To display the list of pretty-printers available, run the following command:
info pretty-print
Example output:
- global pretty-printers:
-
- builtin
-
workitem
- libsycl
-
sycl::_V1::accessor sycl::_V1::buffer sycl::_V1::device sycl::_V1::exception sycl::_V1::handler sycl::_V1::id sycl::_V1::item sycl::_V1::local_accessor sycl::_V1::queue sycl::_V1::range
Pretty-printing is enabled by default. For example, when you print a value of the sycl::id<2> wiID variable:
print wiID
The output is the following:
$1 = sycl::id = {29, 16}
To disable pretty-printing and display raw content instead, use the /r flag:
print /r wiID
Example output:
$2 = {<sycl::_V1::detail::array<2>> = {common_array = {29, 16}}, static dimensions = <optimized out>}
To disable all pretty-printers, use the following command:
disable pretty-printer
To enable pretty-printers:
enable pretty-printer
Prettify Frames
Some C++ templates/SYCL constructs make it difficult to view the output of info threads and backtrace given multi-line function names.
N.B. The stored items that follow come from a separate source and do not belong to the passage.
/// Adaptive polling orchestrator. One logical timer per enabled profile,
/// realized as a single min-heap driven by one task; each due poll runs
/// fusion, validates, and hands the event to the sync queue.
pub struct TrackingController<G, B, D> {
    fusion: Arc<FusionEngine<G, B>>,
    queue: Arc<SyncQueue<D>>,
    store: Store,
    settings: Arc<SettingsStore>,
    geofences: StdRwLock<Vec<GeofenceArea>>,
    schedule: StdMutex<PollSchedule>,
    states: StdMutex<HashMap<String, EmployeeState>>,
    latest: StdRwLock<HashMap<String, TrackedPosition>>,
    paused: AtomicBool,
    acquisition_permits: Arc<Semaphore>,
    wake: Notify,
    profile_changes: ProfileChangeFeed,
    shutdown_token: CancellationToken,
    driver: Mutex<Option<JoinHandle<()>>>,
}

impl<G, B, D> TrackingController<G, B, D>
where
    G: GpsProvider,
    B: BeaconScanner,
    D: Dispatcher,
{
    pub fn new(
        fusion: Arc<FusionEngine<G, B>>,
        queue: Arc<SyncQueue<D>>,
        store: Store,
        settings: Arc<SettingsStore>,
        geofences: Vec<GeofenceArea>,
        profile_changes: ProfileChangeFeed,
    ) -> Self {
        let permits = settings.current().scheduler.max_concurrent_acquisitions;
        Self {
            fusion,
            queue,
            store,
            settings,
            geofences: StdRwLock::new(geofences),
            schedule: StdMutex::new(PollSchedule::new()),
            states: StdMutex::new(HashMap::new()),
            latest: StdRwLock::new(HashMap::new()),
            paused: AtomicBool::new(false),
            acquisition_permits: Arc::new(Semaphore::new(permits)),
            wake: Notify::new(),
            profile_changes,
            shutdown_token: CancellationToken::new(),
            driver: Mutex::new(None),
        }
    }

    /// Load enabled profiles from the store and start the driver task.
    pub async fn start(self: &Arc<Self>) -> Result<()> {
        let profiles = self.store.enabled_profiles().await?;
        for profile in &profiles {
            self.track_employee(profile);
        }

        let mut driver_guard = self.driver.lock().await;
        if driver_guard.is_some() {
            return Ok(());
        }

        let controller = Arc::clone(self);
        *driver_guard = Some(tokio::spawn(async move {
            controller.drive().await;
        }));

        log_info!("Tracking scheduler started with {} profiles", profiles.len());
        Ok(())
    }

    /// Begin (or refresh) tracking for one employee. Resets backoff and
    /// supersedes any scheduled poll with one at the profile's interval.
    pub fn track_employee(&self, profile: &TrackingProfile) {
        if !profile.tracking_enabled {
            self.stop_employee(&profile.employee_id);
            return;
        }

        let interval = profile.polling_interval_secs;
        {
            let mut states = self.states.lock().unwrap();
            match states.get_mut(&profile.employee_id) {
                Some(state) => {
                    state.nominal_interval_secs = interval;
                    state.consecutive_failures = 0;
                }
                None => {
                    states.insert(
                        profile.employee_id.clone(),
                        EmployeeState {
                            nominal_interval_secs: interval,
                            consecutive_failures: 0,
                            in_flight: false,
                            cancel: self.shutdown_token.child_token(),
                        },
                    );
                }
            }
        }

        self.reschedule(&profile.employee_id, interval);
    }

    /// Stop tracking one employee: invalidates any scheduled poll and
    /// cancels an in-flight acquisition so no sensor subscription dangles
    /// and no stale sample lands after the stop.
    pub fn stop_employee(&self, employee_id: &str) {
        // The latest-position entry is cleared under the same lock a commit
        // publishes under, so a racing commit either loses its entry here or
        // is skipped entirely.
        let state = {
            let mut states = self.states.lock().unwrap();
            let state = states.remove(employee_id);
            if state.is_some() {
                self.latest.write().unwrap().remove(employee_id);
            }
            state
        };
        if let Some(state) = state {
            state.cancel.cancel();
        }
        self.schedule.lock().unwrap().cancel(employee_id);
        self.wake.notify_one();
        log_info!("Stopped tracking for {employee_id}");
    }

    /// Suspend all polling without touching tier assignments.
    pub fn pause(&self) {
        self.paused.store(true, Ordering::SeqCst);
        log_info!("Tracking globally paused");
    }

    pub fn resume(&self) {
        self.paused.store(false, Ordering::SeqCst);
        self.wake.notify_one();
        log_info!("Tracking globally resumed");
    }

    pub fn status(&self) -> TrackerStatus {
        TrackerStatus {
            running: !self.shutdown_token.is_cancelled(),
            paused: self.paused.load(Ordering::SeqCst),
            tracked_employees: self.states.lock().unwrap().len(),
        }
    }

    /// Latest sample + validation for the map collaborator. Read-only.
    pub fn latest(&self, employee_id: &str) -> Option<TrackedPosition> {
        self.latest.read().unwrap().get(employee_id).cloned()
    }

    /// Current effective interval (nominal with backoff applied), seconds.
    pub fn effective_interval_secs(&self, employee_id: &str) -> Option<u64> {
        let cap = self.settings.current().scheduler.backoff_cap_factor;
        self.states.lock().unwrap().get(employee_id).map(|state| {
            backoff_interval_secs(state.nominal_interval_secs, state.consecutive_failures, cap)
        })
    }

    pub fn set_geofences(&self, geofences: Vec<GeofenceArea>) {
        *self.geofences.write().unwrap() = geofences;
    }

    /// Re-sync tracked employees with the profile store. Called after bulk
    /// reclassification or an admin override so the next tick uses the new
    /// interval.
    pub async fn refresh_from_store(self: &Arc<Self>) -> Result<()> {
        let profiles = self.store.enabled_profiles().await?;

        let stale: Vec<String> = {
            let states = self.states.lock().unwrap();
            states
                .keys()
                .filter(|id| !profiles.iter().any(|p| &p.employee_id == *id))
                .cloned()
                .collect()
        };
        for employee_id in stale {
            self.stop_employee(&employee_id);
        }

        for profile in &profiles {
            self.track_employee(profile);
        }
        Ok(())
    }

    pub async fn shutdown(&self) {
        self.shutdown_token.cancel();
        self.wake.notify_one();
        if let Some(handle) = self.driver.lock().await.take() {
            if let Err(err) = handle.await {
                log_error!("Scheduler driver failed to join: {err}");
            }
        }
    }

    async fn drive(self: Arc<Self>) {
        let mut profile_changes = self.profile_changes.subscribe();
        loop {
            let next_due = self.schedule.lock().unwrap().next_due();

            tokio::select! {
                _ = self.shutdown_token.cancelled() => {
                    log_info!("Scheduler driver shutting down");
                    break;
                }
                _ = self.wake.notified() => {
                    // Schedule changed; recompute the earliest deadline.
                }
                _ = profile_changes.changed() => {
                    // The sender lives on self, so this arm never closes.
                    if let Err(err) = self.refresh_from_store().await {
                        log_warn!("Profile refresh after admin change failed: {err}");
                    }
                }
                _ = sleep_until_or_forever(next_due) => {
                    let due = self
                        .schedule
                        .lock()
                        .unwrap()
                        .pop_due(Instant::now());
                    for (employee_id, generation) in due {
                        let controller = Arc::clone(&self);
                        tokio::spawn(async move {
                            controller.handle_tick(employee_id, generation).await;
                        });
                    }
                }
            }
        }
    }

    async fn handle_tick(self: Arc<Self>, employee_id: String, generation: u64) {
        // Global pause: skip with no side effects, keep the timer alive.
        if self.paused.load(Ordering::SeqCst) {
            if let Some(interval) = self.effective_interval_secs(&employee_id) {
                self.reschedule(&employee_id, interval);
            }
            return;
        }

        let (interval, cancel) = {
            let mut states = self.states.lock().unwrap();
            let Some(state) = states.get_mut(&employee_id) else {
                return; // stopped between scheduling and firing
            };

            if state.in_flight {
                // Previous acquisition still pending: drop this tick rather
                // than queue it, to bound concurrent sensor usage.
                log_info!("Dropping overlapping tick for {employee_id}");
                let cap = self.settings.current().scheduler.backoff_cap_factor;
                let interval = backoff_interval_secs(
                    state.nominal_interval_secs,
                    state.consecutive_failures,
                    cap,
                );
                drop(states);
                self.reschedule(&employee_id, interval);
                return;
            }

            state.in_flight = true;
            (state.nominal_interval_secs, state.cancel.clone())
        };

        let Ok(_permit) = self.acquisition_permits.acquire().await else {
            return; // semaphore closed only on shutdown
        };

        // The permit spans the whole tick, dispatch included: acquisition and
        // outward network IO count against the same concurrency bound.
        let outcome = tokio::select! {
            result = self.fusion.acquire(&employee_id) => Some(result),
            _ = cancel.cancelled() => None,
        };

        let Some(result) = outcome else {
            // Cancelled mid-acquisition; the sensor future was dropped and
            // nothing may be written.
            return;
        };

        // A stop or reschedule since this tick fired invalidates the commit.
        let still_current = self
            .schedule
            .lock()
            .unwrap()
            .current_generation(&employee_id)
            == Some(generation);
        if !still_current {
            if let Some(state) = self.states.lock().unwrap().get_mut(&employee_id) {
                state.in_flight = false;
            }
            return;
        }

        match result {
            Ok(sample) => {
                self.commit_sample(&employee_id, sample).await;
                let next = {
                    let mut states = self.states.lock().unwrap();
                    let Some(state) = states.get_mut(&employee_id) else {
                        return;
                    };
                    state.in_flight = false;
                    state.consecutive_failures = 0;
                    state.nominal_interval_secs
                };
                self.reschedule(&employee_id, next);
            }
            Err(err) => {
                if let EngineError::PermissionDenied { .. } = err {
                    log_error!("Cannot sample {employee_id}: {err}");
                } else {
                    log_warn!("Fusion failed for {employee_id}: {err}");
                }

                let cap = self.settings.current().scheduler.backoff_cap_factor;
                let next = {
                    let mut states = self.states.lock().unwrap();
                    let Some(state) = states.get_mut(&employee_id) else {
                        return;
                    };
                    state.in_flight = false;
                    state.consecutive_failures = state.consecutive_failures.saturating_add(1);
                    backoff_interval_secs(interval, state.consecutive_failures, cap)
                };
                self.reschedule(&employee_id, next);
            }
        }
    }

    async fn commit_sample(&self, employee_id: &str, sample: LocationSample) {
        let validation = {
            let geofences = self.geofences.read().unwrap();
            let leniency = self.settings.current().validation.max_leniency_meters;
            geofence::validate(&sample, &geofences, leniency)
        };

        if !validation.is_valid {
            // Warning only; the event still flows.
            log_info!("{employee_id} {}", validation.message);
        }

        let payload = json!({
            "sample": &sample,
            "validation": &validation,
        });

        // Publish under the states lock: a stop that already removed this
        // employee aborts the commit here, before anything durable happens.
        let still_tracked = {
            let states = self.states.lock().unwrap();
            if states.contains_key(employee_id) {
                self.latest.write().unwrap().insert(
                    employee_id.to_string(),
                    TrackedPosition {
                        sample: sample.clone(),
                        validation,
                    },
                );
                true
            } else {
                false
            }
        };
        if !still_tracked {
            return;
        }

        if let Err(err) = self.store.put_last_known(&sample).await {
            log_warn!("Failed to cache last-known location for {employee_id}: {err}");
        }
        if let Err(err) = self.store.touch_last_sample(employee_id, Utc::now()).await {
            log_warn!("Failed to record sample time for {employee_id}: {err}");
        }

        match self
            .queue
            .submit(employee_id, ActionType::LocationUpdate, payload)
            .await
        {
            Ok(_) => {}
            Err(EngineError::QueueCapacityExceeded { capacity }) => {
                log_warn!(
                    "Location update for {employee_id} dropped: queue at capacity {capacity}"
                );
            }
            Err(err) => {
                log_warn!("Failed to hand off location update for {employee_id}: {err}");
            }
        }
    }

    fn reschedule(&self, employee_id: &str, interval_secs: u64) {
        let jitter_fraction = self.settings.current().scheduler.jitter_fraction;
        let jittered = apply_jitter(interval_secs, jitter_fraction);
        self.schedule
            .lock()
            .unwrap()
            .schedule(employee_id, Instant::now() + jittered);
        self.wake.notify_one();
    }
}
You can use the concept of frame filters to change the visibility of a printed frame with the ‘backtrace’ command. For details refer to the GDB Documentation Frame Filter API.
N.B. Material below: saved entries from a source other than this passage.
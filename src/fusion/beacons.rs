use crate::models::{BeaconSignal, KnownBeacon};

/// RSSI below this contributes a zero signal score.
const RSSI_FLOOR_DBM: f64 = -100.0;
/// RSSI at or above this contributes a full signal score.
const RSSI_CEILING_DBM: f64 = -40.0;
/// Beyond this estimated distance a beacon contributes a zero distance score.
const MAX_USEFUL_RANGE_METERS: f64 = 30.0;
/// Accuracy cap for multi-beacon fixes.
const MAX_FUSED_ACCURACY_METERS: f64 = 100.0;
/// A lone beacon is less trustworthy than agreeing beacons at the same
/// signal strength.
const SINGLE_BEACON_CONFIDENCE_SCALE: f64 = 0.85;

/// Log-distance path-loss model: `d = 10^((tx_power - rssi) / (10 * n))`.
pub fn estimate_distance_meters(rssi: f64, tx_power_dbm: f64, path_loss_exponent: f64) -> f64 {
    10f64.powf((tx_power_dbm - rssi) / (10.0 * path_loss_exponent))
}

/// A scan hit matched to a registered beacon, with its distance estimate.
#[derive(Debug, Clone)]
pub struct BeaconObservation {
    pub beacon: KnownBeacon,
    pub rssi: f64,
    pub estimated_distance_meters: f64,
}

/// Match raw scan signals against the beacon registry by id signature.
pub fn match_known_beacons(
    signals: &[BeaconSignal],
    registry: &[KnownBeacon],
    tx_power_dbm: f64,
    path_loss_exponent: f64,
) -> Vec<BeaconObservation> {
    signals
        .iter()
        .filter_map(|signal| {
            registry
                .iter()
                .find(|known| known.beacon_id == signal.beacon_id)
                .map(|known| BeaconObservation {
                    beacon: known.clone(),
                    rssi: signal.rssi,
                    estimated_distance_meters: estimate_distance_meters(
                        signal.rssi,
                        tx_power_dbm,
                        path_loss_exponent,
                    ),
                })
        })
        .collect()
}

/// A position estimate fused from one or more beacon observations.
#[derive(Debug, Clone, Copy)]
pub struct BeaconFix {
    pub lat: f64,
    pub lng: f64,
    pub accuracy_meters: f64,
    pub confidence: f64,
}

/// Fuse matched beacons into one position.
///
/// One beacon: its surveyed location, accuracy inflated by the distance
/// estimate. Several: RSSI-weighted centroid (weight `10^(rssi/10)`), accuracy
/// capped at `min(max_distance + 10, 100)`. Confidence is the mean of an
/// RSSI-normalized and a distance-normalized score, clamped to [0, 100].
pub fn fuse(observations: &[BeaconObservation]) -> Option<BeaconFix> {
    match observations {
        [] => None,
        [single] => {
            let confidence = confidence_for(observations) * SINGLE_BEACON_CONFIDENCE_SCALE;
            Some(BeaconFix {
                lat: single.beacon.lat,
                lng: single.beacon.lng,
                accuracy_meters: single.beacon.position_accuracy_meters
                    + single.estimated_distance_meters,
                confidence: confidence.clamp(0.0, 100.0),
            })
        }
        many => {
            let mut weight_sum = 0.0;
            let mut lat_sum = 0.0;
            let mut lng_sum = 0.0;
            let mut max_distance = 0f64;

            for obs in many {
                let weight = 10f64.powf(obs.rssi / 10.0);
                weight_sum += weight;
                lat_sum += obs.beacon.lat * weight;
                lng_sum += obs.beacon.lng * weight;
                max_distance = max_distance.max(obs.estimated_distance_meters);
            }

            if weight_sum <= 0.0 {
                return None;
            }

            Some(BeaconFix {
                lat: lat_sum / weight_sum,
                lng: lng_sum / weight_sum,
                accuracy_meters: (max_distance + 10.0).min(MAX_FUSED_ACCURACY_METERS),
                confidence: confidence_for(many).clamp(0.0, 100.0),
            })
        }
    }
}

fn confidence_for(observations: &[BeaconObservation]) -> f64 {
    let count = observations.len() as f64;

    let mean_rssi: f64 = observations.iter().map(|o| o.rssi).sum::<f64>() / count;
    let rssi_score = ((mean_rssi - RSSI_FLOOR_DBM) / (RSSI_CEILING_DBM - RSSI_FLOOR_DBM) * 100.0)
        .clamp(0.0, 100.0);

    let mean_distance: f64 = observations
        .iter()
        .map(|o| o.estimated_distance_meters)
        .sum::<f64>()
        / count;
    let distance_score = ((1.0 - mean_distance / MAX_USEFUL_RANGE_METERS) * 100.0).clamp(0.0, 100.0);

    (rssi_score + distance_score) / 2.0
}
It is also possible to change the visibility of a printed frame globally. Consider the setting print frame-info:
(gdb) set print frame-info source-line
(gdb) info threads -stopped
Id Target Id Frame
<...>
2.1:[0-15] ZE 0.0.0.0 53 size_t id0 = GetDim(index, 0);
* 2.9:[*0 1-15] ZE 0.0.1.0 53 size_t id0 = GetDim(index, 0);
2.33:[0-15] ZE 0.0.4.0 53 size_t id0 = GetDim(index, 0);
2.41:[0-15] ZE 0.0.5.0 53 size_t id0 = GetDim(index, 0);
<...>
Refer to the GDB documentation for more information.
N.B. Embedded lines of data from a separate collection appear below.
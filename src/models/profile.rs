use chrono::{DateTime, Utc};
use serde::{Deserialize, Serialize};

#[derive(Debug, Clone, Copy, Serialize, Deserialize, PartialEq, Eq, Hash)]
#[serde(rename_all = "camelCase")]
pub enum TrackingTier {
    High,
    Standard,
    Low,
    Disabled,
}

impl TrackingTier {
    pub fn as_str(&self) -> &'static str {
        match self {
            TrackingTier::High => "high",
            TrackingTier::Standard => "standard",
            TrackingTier::Low => "low",
            TrackingTier::Disabled => "disabled",
        }
    }

    pub fn from_str(value: &str) -> Option<Self> {
        match value {
            "high" => Some(TrackingTier::High),
            "standard" => Some(TrackingTier::Standard),
            "low" => Some(TrackingTier::Low),
            "disabled" => Some(TrackingTier::Disabled),
            _ => None,
        }
    }
}

impl Default for TrackingTier {
    fn default() -> Self {
        TrackingTier::Standard
    }
}

/// One tracking profile per employee. Never deleted; tier flips to
/// `Disabled` on termination so history stays attributable.
#[derive(Debug, Clone, Serialize, Deserialize)]
#[serde(rename_all = "camelCase")]
pub struct TrackingProfile {
    pub employee_id: String,
    pub tier: TrackingTier,
    pub polling_interval_secs: u64,
    /// Set when an admin pinned this profile manually; bulk reclassification
    /// skips overridden profiles.
    pub override_flag: bool,
    pub tracking_enabled: bool,
    pub last_sample_at: Option<DateTime<Utc>>,
}

impl TrackingProfile {
    pub fn new(employee_id: impl Into<String>, tier: TrackingTier, interval_secs: u64) -> Self {
        Self {
            employee_id: employee_id.into(),
            tier,
            polling_interval_secs: interval_secs,
            override_flag: false,
            tracking_enabled: tier != TrackingTier::Disabled,
            last_sample_at: None,
        }
    }
}

/// Employee attributes the classifier looks at. The wider HR record lives in
/// the host application; the engine only ever sees this slice.
#[derive(Debug, Clone, Serialize, Deserialize)]
#[serde(rename_all = "camelCase")]
pub struct EmployeeAttributes {
    pub employee_id: String,
    pub department: String,
    pub designation: String,
    pub override_tier: Option<TrackingTier>,
}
Print settings for kernel data
Given the sample program array-transform.cpp:
18 using namespace std;
19 using namespace sycl;
[...]
26 int main(int argc, char *argv[]) {
27 constexpr size_t length = 64;
28 int input[length];
29 int output[length];
30
31 // Initialize the input
32 for (int i = 0; i < length; i++)
33 input[i] = i + 100;
34
35 try {
36 queue q(default_selector_v, dpc_common::exception_handler);
[...]
43 range data_range{length};
44 buffer buffer_in{input, data_range};
45 buffer buffer_out{output, data_range};
46
47 q.submit([&](auto &h) {
48 accessor in(buffer_in, h, read_only);
49 accessor out(buffer_out, h, write_only);
50
51 // kernel-start
52 h.parallel_for(data_range, [=](id<1> index) {
53 size_t id0 = GetDim(index, 0);
54 int element = in[index]; // breakpoint-here
Inside the kernel we need to use a sycl::accessor to access data in the host’s sycl::buffer. To review the contents of the sycl::buffer object buffer_in of length 64 from inside the kernel, one can simply print the sycl::accessor object in whose pretty-printer provides easy access to the data:
(gdb) p in
$1 = sycl::accessor read range 64 = {100, 101, 102, 103, 104, 105, 106,
107, 108, 109, 110, 111, 112, 113, 114, 115, 116, 117, 118, 119, 120,
121, 122, 123, 124, 125, 126, 127, 128, 129, 130, 131, 132, 133, 134,
135, 136, 137, 138, 139, 140, 141, 142, 143, 144, 145, 146, 147, 148,
149, 150, 151, 152, 153, 154, 155, 156, 157, 158, 159, 160, 161, 162,
163}
Use the print setting print elements to further configure number of printed elements:
(gdb) set print elements 10
(gdb) p in
$2 = sycl::accessor read range 64 = {100, 101, 102, 103, 104, 105, 106,
107, 108, 109...}
Consider the print setting print repeats in case the output contains repeated elements:
(gdb) show print repeats
Threshold for repeated print elements is 10.